A Message from the Director

honors-program-brother-mike-20160901-077

Welcome to the University Honors Program website.  The program offers students who have achieved excellence during their high school years a set of challenging opportunities to continue to grow and to explore new horizons, intellectually and personally.   Our program has been recognized by the National Collegiate Honors Council as one that does just that, and 93% of our recent Honors Program graduates report being satisfied or very satisfied with their experiences in our program.

Five components distinguish the Honors Program: curriculum designed just for the program;  close relationship with faculty members from the first day of freshman year; strong student community with its foundation in first-year courses taken as a cohort and a residential learning community; dedicated advising.
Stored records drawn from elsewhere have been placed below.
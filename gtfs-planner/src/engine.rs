//! Routing engine: the published timetable snapshot and concurrent planning.
//!
//! The engine holds the current (dataset, graph) snapshot behind a lock that
//! is only taken long enough to clone or replace an `Arc`. Publishing builds
//! the new snapshot off the async runtime and swaps it in whole, so planning
//! requests see either the old snapshot or the new one. Within a request,
//! each candidate path is walked on its own blocking worker.
//!
//! Plan results are cached per (snapshot version, origin, destination,
//! departure time). Publishing clears the cache.

use std::path::PathBuf;
use std::sync::Arc;
use std::time::Duration;

use futures::future::join_all;
use moka::future::Cache as MokaCache;
use tokio::sync::{Mutex, RwLock};
use tokio::task::JoinError;
use tracing::{error, info, warn};

use crate::dataset::{Dataset, DatasetError, Feed};
use crate::domain::{Journey, RailTime, StationId};
use crate::graph::{self, GraphError, RoutingGraph};
use crate::planner::{
    CommaNameFilter, Departure, PlanResult, Planner, RoutingError, RoutingPolicy, ScheduleWalker,
    StationFilter, departure_board,
};

/// Error while building a snapshot to publish.
///
/// The previously published snapshot stays in place.
#[derive(Debug, thiserror::Error)]
pub enum PublishError {
    /// The feed could not be turned into a dataset
    #[error("invalid dataset: {0}")]
    Dataset(#[from] DatasetError),

    /// The dataset could not be turned into a routing graph
    #[error("invalid routing graph: {0}")]
    Graph(#[from] GraphError),

    /// The build task panicked or was cancelled
    #[error("snapshot build task failed: {0}")]
    Task(#[from] JoinError),
}

/// Cache key for plan results: (snapshot version, origin, destination, departure).
type PlanKey = (u64, StationId, StationId, RailTime);

/// Configuration for the plan cache.
#[derive(Debug, Clone)]
pub struct CacheConfig {
    /// TTL for cached entries.
    pub ttl: Duration,

    /// Maximum number of cached entries.
    pub max_capacity: u64,
}

impl Default for CacheConfig {
    fn default() -> Self {
        Self {
            ttl: Duration::from_secs(60),
            max_capacity: 1000,
        }
    }
}

/// One published timetable.
#[derive(Debug)]
pub struct Snapshot {
    /// Increases by one with every publish.
    pub version: u64,
    pub dataset: Dataset,
    pub graph: RoutingGraph,
}

impl Snapshot {
    /// Earliest and latest dwelling departure, plus the departure time to
    /// suggest for `when`.
    pub fn timetable(&self, when: RailTime) -> Option<(RailTime, RailTime, RailTime)> {
        let (first, last) = self.dataset.departure_range()?;
        Some((first, last, self.dataset.suggest_departure(when)))
    }
}

/// Shared routing engine.
///
/// Cheap to clone; clones share the snapshot, the publish lock and the
/// cache.
#[derive(Clone)]
pub struct RoutingEngine {
    current: Arc<RwLock<Option<Arc<Snapshot>>>>,
    /// Held for the whole of a publish; guards the version counter.
    publishing: Arc<Mutex<u64>>,
    policy: Arc<RoutingPolicy>,
    filter: Arc<dyn StationFilter>,
    cache: MokaCache<PlanKey, Arc<PlanResult>>,
}

impl RoutingEngine {
    /// Create an engine with nothing published yet.
    pub fn new(
        policy: RoutingPolicy,
        filter: Arc<dyn StationFilter>,
        cache_config: &CacheConfig,
    ) -> Self {
        let cache = MokaCache::builder()
            .time_to_live(cache_config.ttl)
            .max_capacity(cache_config.max_capacity)
            .build();

        Self {
            current: Arc::new(RwLock::new(None)),
            publishing: Arc::new(Mutex::new(0)),
            policy: Arc::new(policy),
            filter,
            cache,
        }
    }

    /// Create an engine with the default policy and the comma-name filter.
    pub fn with_defaults() -> Self {
        Self::new(
            RoutingPolicy::default(),
            Arc::new(CommaNameFilter),
            &CacheConfig::default(),
        )
    }

    pub fn policy(&self) -> &RoutingPolicy {
        &self.policy
    }

    /// Build the routing graph for `dataset` and publish both.
    ///
    /// Returns the new snapshot version.
    pub async fn publish(&self, dataset: Dataset) -> Result<u64, PublishError> {
        let mut version = self.publishing.lock().await;
        let built = tokio::task::spawn_blocking(move || {
            let graph = graph::build(&dataset)?;
            Ok::<_, GraphError>((dataset, graph))
        })
        .await;

        let built = built
            .map_err(PublishError::from)
            .and_then(|r| r.map_err(PublishError::from));
        self.swap(&mut *version, built).await
    }

    /// Load a feed snapshot from disk, build dataset and graph, and publish.
    pub async fn publish_file(&self, path: impl Into<PathBuf>) -> Result<u64, PublishError> {
        let path = path.into();
        let mut version = self.publishing.lock().await;
        let built = tokio::task::spawn_blocking(move || {
            let feed = Feed::load(&path)?;
            let dataset = Dataset::from_feed(feed)?;
            let graph = graph::build(&dataset)?;
            Ok::<_, PublishError>((dataset, graph))
        })
        .await;

        let built = built.map_err(PublishError::from).and_then(|r| r);
        self.swap(&mut *version, built).await
    }

    async fn swap(
        &self,
        version: &mut u64,
        built: Result<(Dataset, RoutingGraph), PublishError>,
    ) -> Result<u64, PublishError> {
        let (dataset, graph) = built.inspect_err(|e| {
            warn!(error = %e, "Publish failed; keeping the current timetable");
        })?;

        let next = *version + 1;
        let snapshot = Arc::new(Snapshot {
            version: next,
            dataset,
            graph,
        });
        info!(
            version = next,
            service_date = %snapshot.dataset.service_date(),
            stations = snapshot.graph.stations().len(),
            edges = snapshot.graph.edge_count(),
            "Timetable published"
        );

        *self.current.write().await = Some(snapshot);
        *version = next;
        self.cache.invalidate_all();
        Ok(next)
    }

    /// Returns the current snapshot.
    pub async fn snapshot(&self) -> Result<Arc<Snapshot>, RoutingError> {
        self.current
            .read()
            .await
            .clone()
            .ok_or(RoutingError::DatasetUnavailable)
    }

    /// Plan journeys on the current snapshot.
    ///
    /// Candidate paths are walked concurrently on blocking workers. If the
    /// request exceeds the policy deadline the result is empty and flagged
    /// `timed_out`. If any worker fails the request fails with
    /// `EvaluationFailed`. Neither outcome is cached.
    pub async fn plan(
        &self,
        origin: &str,
        destination: &str,
        depart_after: RailTime,
    ) -> Result<Arc<PlanResult>, RoutingError> {
        let snapshot = self.snapshot().await?;
        let (from, to) = Planner::new(
            &snapshot.dataset,
            &snapshot.graph,
            &self.policy,
            self.filter.as_ref(),
        )
        .resolve(origin, destination)?;

        let key = (snapshot.version, from, to, depart_after);
        if let Some(cached) = self.cache.get(&key).await {
            return Ok(cached);
        }

        let evaluation = self.evaluate(snapshot, from, to, depart_after);
        match tokio::time::timeout(self.policy.deadline(), evaluation).await {
            Ok(Ok(result)) => {
                let result = Arc::new(result);
                self.cache.insert(key, result.clone()).await;
                Ok(result)
            }
            Ok(Err(e)) => {
                error!(origin, destination, error = %e, "Planning failed");
                Err(RoutingError::EvaluationFailed(e.to_string()))
            }
            Err(_) => {
                warn!(
                    origin,
                    destination,
                    deadline_ms = self.policy.deadline_ms,
                    "Planning exceeded its deadline"
                );
                Ok(Arc::new(PlanResult::timed_out()))
            }
        }
    }

    async fn evaluate(
        &self,
        snapshot: Arc<Snapshot>,
        from: StationId,
        to: StationId,
        depart_after: RailTime,
    ) -> Result<PlanResult, JoinError> {
        let paths = {
            let snapshot = snapshot.clone();
            let policy = self.policy.clone();
            let filter = self.filter.clone();
            tokio::task::spawn_blocking(move || {
                Planner::new(&snapshot.dataset, &snapshot.graph, &policy, filter.as_ref())
                    .candidate_paths(from, to)
            })
            .await?
        };

        let walks = paths.iter().cloned().map(|path| {
            let snapshot = snapshot.clone();
            let policy = self.policy.clone();
            tokio::task::spawn_blocking(move || {
                ScheduleWalker::new(&snapshot.dataset, &snapshot.graph, &policy)
                    .walk(&path, depart_after)
            })
        });

        // Ranking prunes against the earliest arrival of all paths, so every
        // walk must have finished.
        let mut journeys: Vec<Journey> = Vec::new();
        for walked in join_all(walks).await {
            journeys.extend(walked?);
        }

        Ok(Planner::new(
            &snapshot.dataset,
            &snapshot.graph,
            &self.policy,
            self.filter.as_ref(),
        )
        .finish(paths.len(), journeys))
    }

    /// Departure board for a station on the current snapshot.
    pub async fn departures(
        &self,
        station: &str,
        from: RailTime,
    ) -> Result<Vec<Departure>, RoutingError> {
        let snapshot = self.snapshot().await?;
        let id = snapshot
            .graph
            .find_station(station)
            .ok_or_else(|| RoutingError::UnknownStation(station.to_string()))?;
        Ok(departure_board(
            &snapshot.dataset,
            &snapshot.graph,
            &self.policy,
            id,
            from,
        ))
    }

    /// Sorted names of the stations trips call at.
    pub async fn station_names(&self) -> Result<Vec<String>, RoutingError> {
        let snapshot = self.snapshot().await?;
        Ok(snapshot
            .graph
            .served_station_names()
            .into_iter()
            .map(str::to_owned)
            .collect())
    }

    /// Returns the number of cached plan results (for monitoring).
    pub fn cached_plans(&self) -> u64 {
        self.cache.entry_count()
    }
}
Students begin their honors career by taking the Honors Triple, two semesters of integrated courses in English, History, and Philosophy that explore western culture from the ancient world to the present. Students take the “Triple” as a cohort with the same professors over two semesters.  The triple is enhanced by Honors “Labs,” excursions out of the classroom to visit museums and attend the theater, ballet, and symphony. Students round out their core education with courses in Religion and Ethics. After completing the Honors Triple, students are then free to choose four electives out of a range of offerings of Honors electives, seminars offered by professors from business, the physical sciences, social sciences, and humanities. In their later years, honors students have the opportunity to explore their own academic interests through independent research by completing an Honors Project of their own design.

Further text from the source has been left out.